Our ISCA 2012 paper, RAIDR [1], examines the DRAM refresh problem. The paper provided detailed experimental analyses and solutions, and make some educated guesses on what the future may bring on the DRAM refresh problem (and more generally in DRAM technology scaling).

I. BACKGROUND, APPROACH & MINDSET

At the time we began our focus on solving the DRAM refresh (i.e., data retention) challenge in late 2010, our research group, SAFARI, had already been working on memory controllers and memory technology scaling issues, motivated by many challenges memory systems, in particular the DRAM technology [2], have been facing (as described in, e.g., [3–5]). Our intense work on memory systems started during my tenure at Microsoft Research from 2006 and continued at CMU from 2009. For example, we had developed better memory schedulers for multi-core processors (e.g., [6–10]), developed platforms to perform voltage and frequency scaling to save DRAM energy (e.g., [11]) and architected emerging memory technologies to replace or augment DRAM (e.g., [12–14]). We were quite excited about the prospect of much more capable memory controllers in enabling better memory systems. As such, we were pursuing new memory-controller and system-level techniques to 1) overcome the challenging device- and circuit-level scaling issues of memory technologies and 2) better exploit underlying characteristics of memory technology; an approach we termed system-DRAM co-design [15]. RAIDR is a product of this approach. Our focus on data retention issues and other low-level issues in DRAM especially increased via discussions with the Samsung DRAM Design Team, who visited us in April 2011 and encouraged the development of our system-level solutions to DRAM issues, enabling strong support both technically and funding-wise. In fact, much of our ensuing research in DRAM was supported by generous gift funding by and technical discussions with Samsung based on a proposal entitled "New ideas to enhance DRAM scaling: Scaling-aware controller design and co-design of DRAM and controllers" (Intel provided similar gift funding and technical discussions).

II. CONTRIBUTIONS AND IMPACT OF RAIDR

RAIDR is the first work to propose a low-cost memory controller technique that reduces refresh operations by exploiting variation in data retention times across DRAM rows. Its appeal comes from its simplicity and low cost, enabled by the careful use of Bloom filters [15]. Exploiting the DRAM data retention time distribution [16], RAIDR can eliminate a very large fraction (e.g., ~75% or more) of refresh operations with very small hardware cost at the memory controller.

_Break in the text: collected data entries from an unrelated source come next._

//! Localized text detections from a token-level OCR engine.

use serde::{Deserialize, Serialize};
use serde_json::Value;

use crate::error::{DetectionError, DocsiftError, Result};

/// Vertical band (in pixels) treated as one row when sorting by reading order.
const ROW_HEIGHT: f32 = 20.0;

/// A 2D coordinate `[x, y]`.
pub type Point = [f32; 2];

/// A recognized text fragment with its region and confidence.
///
/// Deserialization goes through [`Detection::from_value`], so a decoded
/// detection always satisfies the same checks as [`Detection::new`].
#[derive(Debug, Clone, PartialEq, Serialize, Deserialize)]
#[serde(try_from = "Value")]
pub struct Detection {
    /// Polygon bounding the fragment, in engine order.
    region: Vec<Point>,

    /// Recognized text content.
    text: String,

    /// Recognition confidence (0.0 - 1.0).
    confidence: f64,
}

impl Detection {
    /// Build a detection, rejecting confidences outside [0, 1] (and NaN).
    pub fn new(
        region: Vec<Point>,
        text: impl Into<String>,
        confidence: f64,
    ) -> std::result::Result<Self, DetectionError> {
        if !(0.0..=1.0).contains(&confidence) {
            return Err(DetectionError::ConfidenceOutOfRange(confidence));
        }

        Ok(Self {
            region,
            text: text.into(),
            confidence,
        })
    }

    /// Decode one detection.
    ///
    /// Accepts the `[region, text, confidence]` triple emitted by most
    /// token-level engines, or an object with `region` (alias `coordinates`),
    /// `text` and `confidence` keys.
    pub fn from_value(value: &Value) -> std::result::Result<Self, DetectionError> {
        let (region, text, confidence) = match value {
            Value::Array(items) => {
                if items.len() > 3 {
                    return Err(DetectionError::Malformed(format!(
                        "expected 3 fields, found {}",
                        items.len()
                    )));
                }
                (items.first(), items.get(1), items.get(2))
            }
            Value::Object(map) => (
                map.get("region").or_else(|| map.get("coordinates")),
                map.get("text"),
                map.get("confidence"),
            ),
            _ => {
                return Err(DetectionError::Malformed(
                    "expected an array or an object".to_string(),
                ));
            }
        };

        let region = present(region, "region")?;
        let text = present(text, "text")?;
        let confidence = present(confidence, "confidence")?;

        let region = parse_region(region)?;
        let text = text
            .as_str()
            .ok_or_else(|| DetectionError::Malformed("text must be a string".to_string()))?;
        let confidence = confidence
            .as_f64()
            .ok_or_else(|| DetectionError::Malformed("confidence must be a number".to_string()))?;

        Self::new(region, text, confidence)
    }

    pub fn region(&self) -> &[Point] {
        &self.region
    }

    pub fn text(&self) -> &str {
        &self.text
    }

    pub fn confidence(&self) -> f64 {
        self.confidence
    }

    /// Get the axis-aligned bounding rectangle `(min_x, min_y, max_x, max_y)`.
    pub fn rect(&self) -> (f32, f32, f32, f32) {
        if self.region.is_empty() {
            return (0.0, 0.0, 0.0, 0.0);
        }

        let min_x = self.region.iter().map(|p| p[0]).fold(f32::INFINITY, f32::min);
        let max_x = self.region.iter().map(|p| p[0]).fold(f32::NEG_INFINITY, f32::max);
        let min_y = self.region.iter().map(|p| p[1]).fold(f32::INFINITY, f32::min);
        let max_y = self.region.iter().map(|p| p[1]).fold(f32::NEG_INFINITY, f32::max);

        (min_x, min_y, max_x, max_y)
    }
}

impl TryFrom<Value> for Detection {
    type Error = DetectionError;

    fn try_from(value: Value) -> std::result::Result<Self, Self::Error> {
        Self::from_value(&value)
    }
}

fn present<'a>(
    value: Option<&'a Value>,
    field: &'static str,
) -> std::result::Result<&'a Value, DetectionError> {
    value
        .filter(|v| !v.is_null())
        .ok_or(DetectionError::MissingField(field))
}

fn parse_region(value: &Value) -> std::result::Result<Vec<Point>, DetectionError> {
    let points = value
        .as_array()
        .ok_or_else(|| DetectionError::Malformed("region must be a list of points".to_string()))?;

    points
        .iter()
        .enumerate()
        .map(|(i, point)| {
            let coords = point.as_array().filter(|c| c.len() >= 2);
            match coords.map(|c| (c[0].as_f64(), c[1].as_f64())) {
                Some((Some(x), Some(y))) => Ok([x as f32, y as f32]),
                _ => Err(DetectionError::Malformed(format!(
                    "region point {i} is not an [x, y] pair"
                ))),
            }
        })
        .collect()
}

/// Decode a JSON array of detections.
pub fn detections_from_value(value: &Value) -> Result<Vec<Detection>> {
    let items = value
        .as_array()
        .ok_or_else(|| DocsiftError::Input("expected a JSON array of detections".to_string()))?;

    items
        .iter()
        .enumerate()
        .map(|(index, item)| {
            Detection::from_value(item).map_err(|source| DocsiftError::detection(index, source))
        })
        .collect()
}

/// Parse a JSON document holding an array of detections.
pub fn parse_detections(json: &str) -> Result<Vec<Detection>> {
    let value: Value = serde_json::from_str(json)?;
    detections_from_value(&value)
}

/// Space-join detection texts in slice order.
pub fn join_text(detections: &[Detection]) -> String {
    detections
        .iter()
        .map(Detection::text)
        .collect::<Vec<_>>()
        .join(" ")
}

/// Sort detections top-to-bottom, then left-to-right within a row.
pub fn sort_by_reading_order(detections: &mut [Detection]) {
    detections.sort_by(|a, b| {
        let (ax, ay, _, _) = a.rect();
        let (bx, by, _, _) = b.rect();

        // Group by approximate vertical position
        let row_a = (ay / ROW_HEIGHT) as i32;
        let row_b = (by / ROW_HEIGHT) as i32;

        if row_a != row_b {
            row_a.cmp(&row_b)
        } else {
            ax.partial_cmp(&bx).unwrap_or(std::cmp::Ordering::Equal)
        }
    });
}

#[cfg(test)]
mod tests {
    use super::*;

    fn quad(x: f32, y: f32) -> Vec<Point> {
        vec![[x, y], [x + 50.0, y], [x + 50.0, y + 10.0], [x, y + 10.0]]
    }

    #[test]
    fn test_parse_triples() {
        let json = r#"[
            [[[10, 10], [60, 10], [60, 20], [10, 20]], "Jane", 0.93],
            [[[70, 10], [120, 10], [120, 20], [70, 20]], "Doe", 0.5]
        ]"#;

        let detections = parse_detections(json).unwrap();
        assert_eq!(detections.len(), 2);
        assert_eq!(detections[0].text(), "Jane");
        assert_eq!(detections[0].region()[1], [60.0, 10.0]);
        assert_eq!(detections[1].confidence(), 0.5);
    }

    #[test]
    fn test_parse_objects() {
        let json = r#"[{"coordinates": [[0, 0], [1, 1]], "text": "x", "confidence": 1}]"#;
        let detections = parse_detections(json).unwrap();
        assert_eq!(detections[0].confidence(), 1.0);
        assert_eq!(detections[0].region(), [[0.0, 0.0], [1.0, 1.0]]);
    }

    #[test]
    fn test_missing_field() {
        let json = r#"[[[[0, 0]], "ok", 0.9], [[[0, 0]], "no score"]]"#;
        let err = parse_detections(json).unwrap_err();

        match err {
            DocsiftError::InvalidDetection { index, source } => {
                assert_eq!(index, 1);
                assert_eq!(source, DetectionError::MissingField("confidence"));
            }
            other => panic!("unexpected error: {other}"),
        }

        let json = r#"[{"region": [[0, 0]], "confidence": 0.4}]"#;
        assert!(matches!(
            parse_detections(json),
            Err(DocsiftError::InvalidDetection {
                source: DetectionError::MissingField("text"),
                ..
            })
        ));
    }

    #[test]
    fn test_confidence_out_of_range() {
        let json = r#"[[[[0, 0]], "high", 1.2]]"#;
        assert!(matches!(
            parse_detections(json),
            Err(DocsiftError::InvalidDetection {
                index: 0,
                source: DetectionError::ConfidenceOutOfRange(_)
            })
        ));

        assert!(Detection::new(vec![], "x", -0.1).is_err());
        assert!(Detection::new(vec![], "x", f64::NAN).is_err());
        assert!(Detection::new(vec![], "x", 0.0).is_ok());
    }

    #[test]
    fn test_malformed_shapes() {
        assert!(matches!(parse_detections(r#"{"text": "x"}"#), Err(DocsiftError::Input(_))));
        assert!(matches!(
            parse_detections(r#"[[[[0, "a"]], "x", 0.5]]"#),
            Err(DocsiftError::InvalidDetection {
                source: DetectionError::Malformed(_),
                ..
            })
        ));
        assert!(matches!(
            parse_detections(r#"[[[[0, 0]], "x", 0.5, "extra"]]"#),
            Err(DocsiftError::InvalidDetection { .. })
        ));
        assert!(parse_detections("[]").unwrap().is_empty());
    }

    #[test]
    fn test_serde_round_trip_validates() {
        let detection = Detection::new(quad(0.0, 0.0), "hello", 0.75).unwrap();
        let json = serde_json::to_string(&detection).unwrap();
        let back: Detection = serde_json::from_str(&json).unwrap();
        assert_eq!(back, detection);

        let bad = r#"{"region": [], "text": "x", "confidence": 7}"#;
        assert!(serde_json::from_str::<Detection>(bad).is_err());
    }

    #[test]
    fn test_geometry() {
        let detection = Detection::new(quad(10.0, 20.0), "t", 0.9).unwrap();
        assert_eq!(detection.rect(), (10.0, 20.0, 60.0, 30.0));
        assert_eq!(Detection::new(vec![], "t", 0.9).unwrap().rect(), (0.0, 0.0, 0.0, 0.0));
    }

    #[test]
    fn test_confidence_keeps_full_precision() {
        let json = r#"[[[[0, 0]], "edge", 0.79999999], [[[0, 0]], "floor", 0.49999999]]"#;
        let detections = parse_detections(json).unwrap();

        assert!(detections[0].confidence() < 0.8);
        assert!(detections[1].confidence() < 0.5);
    }

    #[test]
    fn test_reading_order() {
        let mut detections = vec![
            Detection::new(quad(200.0, 52.0), "world", 0.9).unwrap(),
            Detection::new(quad(10.0, 5.0), "Title", 0.9).unwrap(),
            Detection::new(quad(10.0, 45.0), "hello", 0.9).unwrap(),
        ];

        sort_by_reading_order(&mut detections);
        assert_eq!(join_text(&detections), "Title hello world");
    }
}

Apart from the new technique it introduced, we believe the RAIDR paper made two other major contributions that have enabled a large number of future works and new ideas. First, it provided an empirical scaling analysis that clearly demonstrated the importance of the DRAM refresh problem in modern systems: if nothing is done about it, DRAM refresh would waste almost half of the throughput and half of the energy of a high-capacity 64-Gb DRAM chip! This analytical prediction encouraged more works in the topic area. Second, it demonstrated a methodical way of exploiting cell-level heterogeneous data retention times at the system (e.g., memory controller) level: if data retention times of DRAM rows are accurately known, the system can use them to optimize DRAM refresh and get rid of most refresh operations. This demonstration enabled other works to develop 1) methods for accurately determining DRAM data retention times and 2) other system-level approaches to optimize DRAM behavior using data retention time information.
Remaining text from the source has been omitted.